(Dataset entries)
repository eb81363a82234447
pub mod dto;
pub mod routes;
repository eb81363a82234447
// Pointer drag over the range chart.
//
// The controller is a small state machine: entering a drag attaches exactly one move
// listener on the surface, leaving it (pointer-up or drop) detaches that same listener.

use crate::engine::range::ClampPolicy;
use crate::models::PriceRange;

/// Vertical extent of the chart in pointer coordinates.
#[derive(Debug, Clone, Copy, PartialEq)]
pub struct ChartBounds {
    pub top: f64,
    pub height: f64,
}

/// Prices displayed at the top and bottom edge of the chart.
#[derive(Debug, Clone, Copy, PartialEq)]
pub struct ChartScale {
    pub max_display_price: f64,
    pub min_display_price: f64,
}

#[derive(Debug, Clone, Copy, PartialEq, Eq)]
pub enum DragHandle {
    Min,
    Max,
}

/// Whatever delivers pointer-move events. `Listener` is the registration token.
pub trait PointerSurface {
    type Listener;

    fn attach_move_listener(&mut self) -> Self::Listener;
    fn detach_move_listener(&mut self, listener: Self::Listener);
}

#[derive(Debug)]
pub enum DragState<L> {
    Idle,
    DraggingMin(L),
    DraggingMax(L),
}

pub struct RangeDragController<S: PointerSurface> {
    surface: S,
    state: DragState<S::Listener>,
    bounds: ChartBounds,
    scale: ChartScale,
    policy: ClampPolicy,
}

impl<S: PointerSurface> RangeDragController<S> {
    pub fn new(surface: S, bounds: ChartBounds, scale: ChartScale, policy: ClampPolicy) -> Self {
        Self { surface, state: DragState::Idle, bounds, scale, policy }
    }

    pub fn surface(&self) -> &S {
        &self.surface
    }

    pub fn active_handle(&self) -> Option<DragHandle> {
        match self.state {
            DragState::Idle => None,
            DragState::DraggingMin(_) => Some(DragHandle::Min),
            DragState::DraggingMax(_) => Some(DragHandle::Max),
        }
    }

    /// Starts a gesture. Ignored while another handle is being dragged.
    pub fn pointer_down(&mut self, handle: DragHandle) -> bool {
        if !matches!(self.state, DragState::Idle) {
            return false;
        }
        let listener = self.surface.attach_move_listener();
        self.state = match handle {
            DragHandle::Min => DragState::DraggingMin(listener),
            DragHandle::Max => DragState::DraggingMax(listener),
        };
        true
    }

    /// Linear interpolation from the top edge (max display price) to the bottom edge.
    pub fn price_at(&self, y: f64) -> f64 {
        if self.bounds.height <= 0.0 {
            return self.scale.max_display_price;
        }
        let ratio = ((y - self.bounds.top) / self.bounds.height).clamp(0.0, 1.0);
        self.scale.max_display_price - ratio * (self.scale.max_display_price - self.scale.min_display_price)
    }

    /// Moves the active handle to the pointer, clamped against the other handle and the
    /// current price bands. Returns `None` when no drag is in progress.
    pub fn pointer_move(&self, y: f64, range: PriceRange, current_price: f64) -> Option<PriceRange> {
        let candidate = self.price_at(y);
        let buffer = self.policy.buffer(&range);
        match self.state {
            DragState::Idle => None,
            DragState::DraggingMin(_) => {
                let min_price = self.policy.clamp_min(candidate, range.max_price, current_price, buffer);
                Some(PriceRange::new(min_price, range.max_price))
            }
            DragState::DraggingMax(_) => {
                let max_price = self.policy.clamp_max(candidate, range.min_price, current_price, buffer);
                Some(PriceRange::new(range.min_price, max_price))
            }
        }
    }

    /// Ends the gesture. Returns the handle that was released, if any.
    pub fn pointer_up(&mut self) -> Option<DragHandle> {
        let released = self.active_handle();
        match std::mem::replace(&mut self.state, DragState::Idle) {
            DragState::Idle => {}
            DragState::DraggingMin(listener) | DragState::DraggingMax(listener) => {
                self.surface.detach_move_listener(listener);
            }
        }
        released
    }
}

impl<S: PointerSurface> Drop for RangeDragController<S> {
    fn drop(&mut self) {
        self.pointer_up();
    }
}
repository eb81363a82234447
// Signed range tokens let another page look up a position's amounts without
// re-deriving them. Format: hex(json claim) "." hex(keccak256(secret || json claim)).

use chrono::{DateTime, Duration, Utc};
use ethers::utils::keccak256;
use serde::{Deserialize, Serialize};

use crate::error::RangeTokenError;
use crate::models::AmountPair;

#[derive(Debug, Clone, PartialEq, Eq, Serialize, Deserialize)]
pub struct RangeClaim {
    pub id: String,
    pub amount_a: String,
    pub amount_b: String,
    pub expires_at: DateTime<Utc>,
}

pub trait RangeTokenIssuer: Send + Sync {
    fn sign_range_token(&self, id: &str, amounts: &AmountPair) -> Result<String, RangeTokenError>;
    fn verify_range_token(&self, token: &str) -> Result<RangeClaim, RangeTokenError>;
}

pub struct KeccakTokenIssuer {
    secret: Vec<u8>,
    ttl: Duration,
}

impl KeccakTokenIssuer {
    pub fn new(secret: impl Into<Vec<u8>>, ttl: Duration) -> Self {
        Self { secret: secret.into(), ttl }
    }

    fn mac(&self, payload: &[u8]) -> [u8; 32] {
        let mut buf = Vec::with_capacity(self.secret.len() + payload.len());
        buf.extend_from_slice(&self.secret);
        buf.extend_from_slice(payload);
        keccak256(buf)
    }

    pub fn sign_at(&self, id: &str, amounts: &AmountPair, now: DateTime<Utc>) -> Result<String, RangeTokenError> {
        let claim = RangeClaim {
            id: id.to_string(),
            amount_a: amounts.amount_a.clone(),
            amount_b: amounts.amount_b.clone(),
            expires_at: now + self.ttl,
        };
        let payload = serde_json::to_vec(&claim)?;
        Ok(format!("{}.{}", hex::encode(&payload), hex::encode(self.mac(&payload))))
    }

    pub fn verify_at(&self, token: &str, now: DateTime<Utc>) -> Result<RangeClaim, RangeTokenError> {
        let (payload_hex, mac_hex) = token.split_once('.').ok_or(RangeTokenError::Malformed)?;
        let payload = hex::decode(payload_hex).map_err(|_| RangeTokenError::Malformed)?;
        let mac = hex::decode(mac_hex).map_err(|_| RangeTokenError::Malformed)?;
        if mac.as_slice() != self.mac(&payload).as_slice() {
            return Err(RangeTokenError::BadSignature);
        }
        let claim: RangeClaim = serde_json::from_slice(&payload)?;
        if claim.expires_at <= now {
            return Err(RangeTokenError::Expired);
        }
        Ok(claim)
    }
}

impl RangeTokenIssuer for KeccakTokenIssuer {
    fn sign_range_token(&self, id: &str, amounts: &AmountPair) -> Result<String, RangeTokenError> {
        self.sign_at(id, amounts, Utc::now())
    }

    fn verify_range_token(&self, token: &str) -> Result<RangeClaim, RangeTokenError> {
        self.verify_at(token, Utc::now())
    }
}

#[cfg(test)]
mod tests {
    use super::*;

    fn issuer() -> KeccakTokenIssuer {
        KeccakTokenIssuer::new("test-secret", Duration::minutes(10))
    }

    #[test]
    fn test_sign_then_verify() {
        let issuer = issuer();
        let token = issuer.sign_range_token("pos-1", &AmountPair::new("10", "4.5")).unwrap();
        let claim = issuer.verify_range_token(&token).unwrap();
        assert_eq!(claim.id, "pos-1");
        assert_eq!(claim.amount_a, "10");
        assert_eq!(claim.amount_b, "4.5");
    }

    #[test]
    fn test_tampered_payload_is_rejected() {
        let issuer = issuer();
        let token = issuer.sign_range_token("pos-1", &AmountPair::new("10", "4.5")).unwrap();
        let (_, mac) = token.split_once('.').unwrap();
        let forged_claim = serde_json::to_vec(&RangeClaim {
            id: "pos-1".into(),
            amount_a: "1000".into(),
            amount_b: "4.5".into(),
            expires_at: Utc::now() + Duration::minutes(5),
        })
        .unwrap();
        let forged = format!("{}.{}", hex::encode(forged_claim), mac);
        assert!(matches!(issuer.verify_range_token(&forged), Err(RangeTokenError::BadSignature)));
    }

    #[test]
    fn test_other_secret_is_rejected() {
        let token = issuer().sign_range_token("pos-1", &AmountPair::zero()).unwrap();
        let other = KeccakTokenIssuer::new("other", Duration::minutes(10));
        assert!(matches!(other.verify_range_token(&token), Err(RangeTokenError::BadSignature)));
    }

    #[test]
    fn test_expired_token() {
        let issuer = issuer();
        let now = Utc::now();
        let token = issuer.sign_at("pos-1", &AmountPair::zero(), now).unwrap();
        let later = now + Duration::minutes(11);
        assert!(matches!(issuer.verify_at(&token, later), Err(RangeTokenError::Expired)));
    }

    #[test]
    fn test_garbage_is_malformed() {
        assert!(matches!(issuer().verify_range_token("nope"), Err(RangeTokenError::Malformed)));
        assert!(matches!(issuer().verify_range_token("zz.zz"), Err(RangeTokenError::Malformed)));
    }
}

# ASSIGNMENT
Look through the records and copy down every line that holds "Deserialize".

# SOLVED EXERCISE
use serde::{Deserialize, Serialize};
#[derive(Debug, Clone, PartialEq, Eq, Serialize, Deserialize)]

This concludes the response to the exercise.